→ TASK GOAL
Those lines of the data that hold the word "demand" are to be copied out.

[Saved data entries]
-----
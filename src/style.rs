// SPDX-License-Identifier: GPL-3.0-only
// Copyright (C) 2025 Brian Hetro <whee@smaertness.net>

//! Mapping of senders to CSS style classes.
//!
//! The mapping is given as comma-separated `name:class` pairs, for example
//! `alice:sender2,bob:sender3`. Senders without an entry use
//! [`DEFAULT_CLASS`].

use snafu::prelude::*;
use std::collections::HashMap;

/// Style class used for senders missing from the map.
pub const DEFAULT_CLASS: &str = "sender1";

/// Error type for malformed style configuration.
#[derive(Debug, Snafu)]
pub enum StyleError {
    /// A pair is not of the form `name:class`.
    #[snafu(display("invalid style pair {pair:?}: expected name:class"))]
    InvalidPair {
        /// The offending pair as written.
        pair: String,
    },
}

/// Read-only lookup from sender name to style class.
///
/// # Example
///
/// ```
/// use dm2epub::style::StyleMap;
///
/// let styles = StyleMap::from_config("alice:sender2").unwrap();
/// assert_eq!(styles.class_for("alice"), "sender2");
/// assert_eq!(styles.class_for("mallory"), "sender1");
/// ```
#[derive(Debug, Clone, Default, PartialEq, Eq)]
pub struct StyleMap {
    classes: HashMap<String, String>,
}

impl StyleMap {
    /// Builds the map from a comma-separated list of `name:class` pairs.
    ///
    /// Whitespace around names and classes is ignored, as are empty entries.
    /// The class is taken after the last colon, so names may contain colons.
    /// A later pair for the same name replaces an earlier one.
    ///
    /// # Errors
    ///
    /// Returns an error if a pair has no colon or an empty name or class.
    pub fn from_config(config: &str) -> Result<Self, StyleError> {
        let mut classes = HashMap::new();
        for pair in config.split(',').map(str::trim).filter(|p| !p.is_empty()) {
            let (name, class) = pair
                .rsplit_once(':')
                .map(|(n, c)| (n.trim(), c.trim()))
                .filter(|(n, c)| !n.is_empty() && !c.is_empty())
                .context(InvalidPairSnafu { pair })?;
            classes.insert(name.to_owned(), class.to_owned());
        }
        Ok(Self { classes })
    }

    /// Returns the style class for `sender`, or [`DEFAULT_CLASS`].
    #[must_use]
    pub fn class_for(&self, sender: &str) -> &str {
        self.classes.get(sender).map_or(DEFAULT_CLASS, String::as_str)
    }

    /// Number of configured senders.
    #[must_use]
    pub fn len(&self) -> usize {
        self.classes.len()
    }

    /// Returns `true` if no sender is configured.
    #[must_use]
    pub fn is_empty(&self) -> bool {
        self.classes.is_empty()
    }
}

#[cfg(test)]
mod tests {
    use super::*;

    #[test]
    fn maps_configured_sender() {
        let styles = StyleMap::from_config("alice:sender2").unwrap();
        assert_eq!(styles.class_for("alice"), "sender2");
    }

    #[test]
    fn falls_back_to_default_class() {
        let styles = StyleMap::from_config("alice:sender2").unwrap();
        assert_eq!(styles.class_for("bob"), DEFAULT_CLASS);
        assert_eq!(StyleMap::default().class_for("alice"), "sender1");
    }

    #[test]
    fn parses_multiple_pairs_with_whitespace() {
        let styles = StyleMap::from_config(" alice : sender2 , bob:sender3,").unwrap();
        assert_eq!(styles.len(), 2);
        assert_eq!(styles.class_for("alice"), "sender2");
        assert_eq!(styles.class_for("bob"), "sender3");
    }

    #[test]
    fn allows_colons_in_names() {
        let styles = StyleMap::from_config("team:ops:sender4").unwrap();
        assert_eq!(styles.class_for("team:ops"), "sender4");
    }

    #[test]
    fn empty_config_is_empty_map() {
        assert!(StyleMap::from_config("").unwrap().is_empty());
    }

    #[test]
    fn rejects_pair_without_colon() {
        let err = StyleMap::from_config("alice").unwrap_err();
        assert!(err.to_string().contains("\"alice\""));
    }

    #[test]
    fn rejects_empty_name_or_class() {
        assert!(StyleMap::from_config(":sender2").is_err());
        assert!(StyleMap::from_config("alice:").is_err());
    }
}
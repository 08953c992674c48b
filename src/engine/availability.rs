use tracing::warn;

use crate::model::{Booking, Minutes, OperatingWindow, Span};
use crate::timefmt;

// ── Free-slot subtraction ────────────────────────────────────────

/// Subtract active bookings from a day's operating windows, yielding the
/// still-free sub-intervals.
///
/// One linear sweep per window with a cursor that only moves forward;
/// bookings are processed in start-time order so overlapping demand cannot
/// push the cursor backwards. A row whose time fails to parse is skipped and
/// logged — partial data must not hide the remaining legitimate free time.
/// Slots concatenate in window order and are not re-sorted globally.
pub fn free_slots(windows: &[OperatingWindow], bookings: &[Booking]) -> Vec<Span> {
    let mut demand: Vec<(&Booking, Minutes)> = bookings
        .iter()
        .filter(|b| b.status.is_active())
        .filter_map(|b| match timefmt::parse_minutes(&b.start_time) {
            Ok(start) => Some((b, start)),
            Err(e) => {
                warn!(booking = %b.id, "skipping booking with bad start time: {e}");
                None
            }
        })
        .collect();
    demand.sort_by_key(|(_, start)| *start);

    let mut slots = Vec::new();
    for window in windows {
        let bounds = timefmt::parse_minutes(&window.start_time)
            .and_then(|s| timefmt::parse_minutes(&window.end_time).map(|e| (s, e)));
        let (base_start, base_end) = match bounds {
            Ok(b) => b,
            Err(e) => {
                warn!(window = %window.id, "skipping operating window: {e}");
                continue;
            }
        };

        let mut cursor = base_start;
        for (booking, book_start) in &demand {
            let book_end = match timefmt::parse_minutes(&booking.end_time) {
                Ok(m) => m,
                Err(e) => {
                    warn!(booking = %booking.id, "skipping booking with bad end time: {e}");
                    continue;
                }
            };

            // No intersection with the part of the window still ahead.
            if book_end <= cursor || *book_start >= base_end {
                continue;
            }

            // Clamp to the window so a booking reaching in from before
            // base_start cannot produce a slot outside it.
            let effective_start = cursor.max(base_start);
            let effective_book_start = (*book_start).max(base_start);
            if effective_start < effective_book_start {
                slots.push(Span::new(effective_start, effective_book_start));
            }

            cursor = cursor.max(book_end);
            if cursor >= base_end {
                break;
            }
        }

        if cursor < base_end {
            slots.push(Span::new(cursor, base_end));
        }
    }
    slots
}
use std::net::SocketAddr;

// ── RED metrics (request-driven) ────────────────────────────────

/// Counter: postings successfully reserved.
pub const RESERVATIONS_TOTAL: &str = "curbside_reservations_total";

/// Counter: reservation attempts that lost the conditional update.
pub const RESERVATION_CONFLICTS_TOTAL: &str = "curbside_reservation_conflicts_total";

/// Counter: leftover-fragment inserts that failed after a committed reservation.
pub const FRAGMENT_INSERT_FAILURES_TOTAL: &str = "curbside_fragment_insert_failures_total";

/// Counter: bookings created.
pub const BOOKINGS_TOTAL: &str = "curbside_bookings_total";

/// Counter: booking attempts rejected for overlapping an active booking.
pub const BOOKING_CONFLICTS_TOTAL: &str = "curbside_booking_conflicts_total";

/// Counter: bookings cancelled.
pub const BOOKINGS_CANCELLED_TOTAL: &str = "curbside_bookings_cancelled_total";

/// Histogram: availability query latency in seconds.
pub const AVAILABILITY_QUERY_DURATION_SECONDS: &str =
    "curbside_availability_query_duration_seconds";

/// Install the Prometheus metrics exporter on the given port, for the
/// embedding binary to call at startup. No-op if port is None.
pub fn init(port: Option<u16>) {
    let Some(port) = port else { return };
    let addr: SocketAddr = ([0, 0, 0, 0], port).into();
    metrics_exporter_prometheus::PrometheusBuilder::new()
        .with_http_listener(addr)
        .install()
        .expect("failed to install Prometheus metrics exporter");
    tracing::info!("metrics endpoint: http://0.0.0.0:{port}/metrics");
}
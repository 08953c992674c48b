pub mod engine;
pub mod model;
pub mod notify;
pub mod observability;
pub mod store;
pub mod timefmt;
use std::fmt;

use crate::model::Minutes;

/// A time string the codec could not understand.
#[derive(Debug, Clone, PartialEq, Eq)]
pub struct InvalidTimeFormat(pub String);

impl fmt::Display for InvalidTimeFormat {
    fn fmt(&self, f: &mut fmt::Formatter<'_>) -> fmt::Result {
        write!(f, "invalid time format: {:?}", self.0)
    }
}

impl std::error::Error for InvalidTimeFormat {}

/// Parse `"9:00am"`, `"5:00 PM"` or `"17:00"` into a minute-of-day offset.
///
/// Case and internal spaces are ignored. The 12-hour form requires an hour in
/// 1–12; the 24-hour form an hour in 0–23. Anything else is an error.
pub fn parse_minutes(text: &str) -> Result<Minutes, InvalidTimeFormat> {
    let cleaned: String = text
        .to_ascii_lowercase()
        .chars()
        .filter(|c| *c != ' ')
        .collect();
    let invalid = || InvalidTimeFormat(text.to_string());

    if let Some(body) = cleaned.strip_suffix("am") {
        let (hour, minute) = split_clock(body).ok_or_else(invalid)?;
        if !(1..=12).contains(&hour) || minute > 59 {
            return Err(invalid());
        }
        return Ok(((hour % 12) * 60 + minute) as Minutes);
    }
    if let Some(body) = cleaned.strip_suffix("pm") {
        let (hour, minute) = split_clock(body).ok_or_else(invalid)?;
        if !(1..=12).contains(&hour) || minute > 59 {
            return Err(invalid());
        }
        return Ok(((hour % 12 + 12) * 60 + minute) as Minutes);
    }

    let (hour, minute) = split_clock(&cleaned).ok_or_else(invalid)?;
    if hour > 23 || minute > 59 {
        return Err(invalid());
    }
    Ok((hour * 60 + minute) as Minutes)
}

/// Split `"H:MM"` into its two numeric fields. Digits only, 1–2 per field.
fn split_clock(s: &str) -> Option<(u32, u32)> {
    let (hour, minute) = s.split_once(':')?;
    for field in [hour, minute] {
        if field.is_empty() || field.len() > 2 || !field.chars().all(|c| c.is_ascii_digit()) {
            return None;
        }
    }
    Some((hour.parse().ok()?, minute.parse().ok()?))
}

/// Render a minute-of-day offset as the canonical 12-hour display string,
/// no leading zero on the hour (`900 -> "3:00 PM"`).
///
/// Not a byte-for-byte inverse of the parser: every accepted input form
/// normalizes to this one display form.
pub fn format_minutes(minutes: Minutes) -> String {
    let hour = minutes.div_euclid(60).rem_euclid(24);
    let minute = minutes.rem_euclid(60);
    let period = if hour < 12 { "AM" } else { "PM" };
    let hour12 = if hour % 12 == 0 { 12 } else { hour % 12 };
    format!("{hour12}:{minute:02} {period}")
}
-----
→ WRITTEN ANSWER
/// bookings are processed in start-time order so overlapping demand cannot
    let mut demand: Vec<(&Booking, Minutes)> = bookings
    demand.sort_by_key(|(_, start)| *start);
        for (booking, book_start) in &demand {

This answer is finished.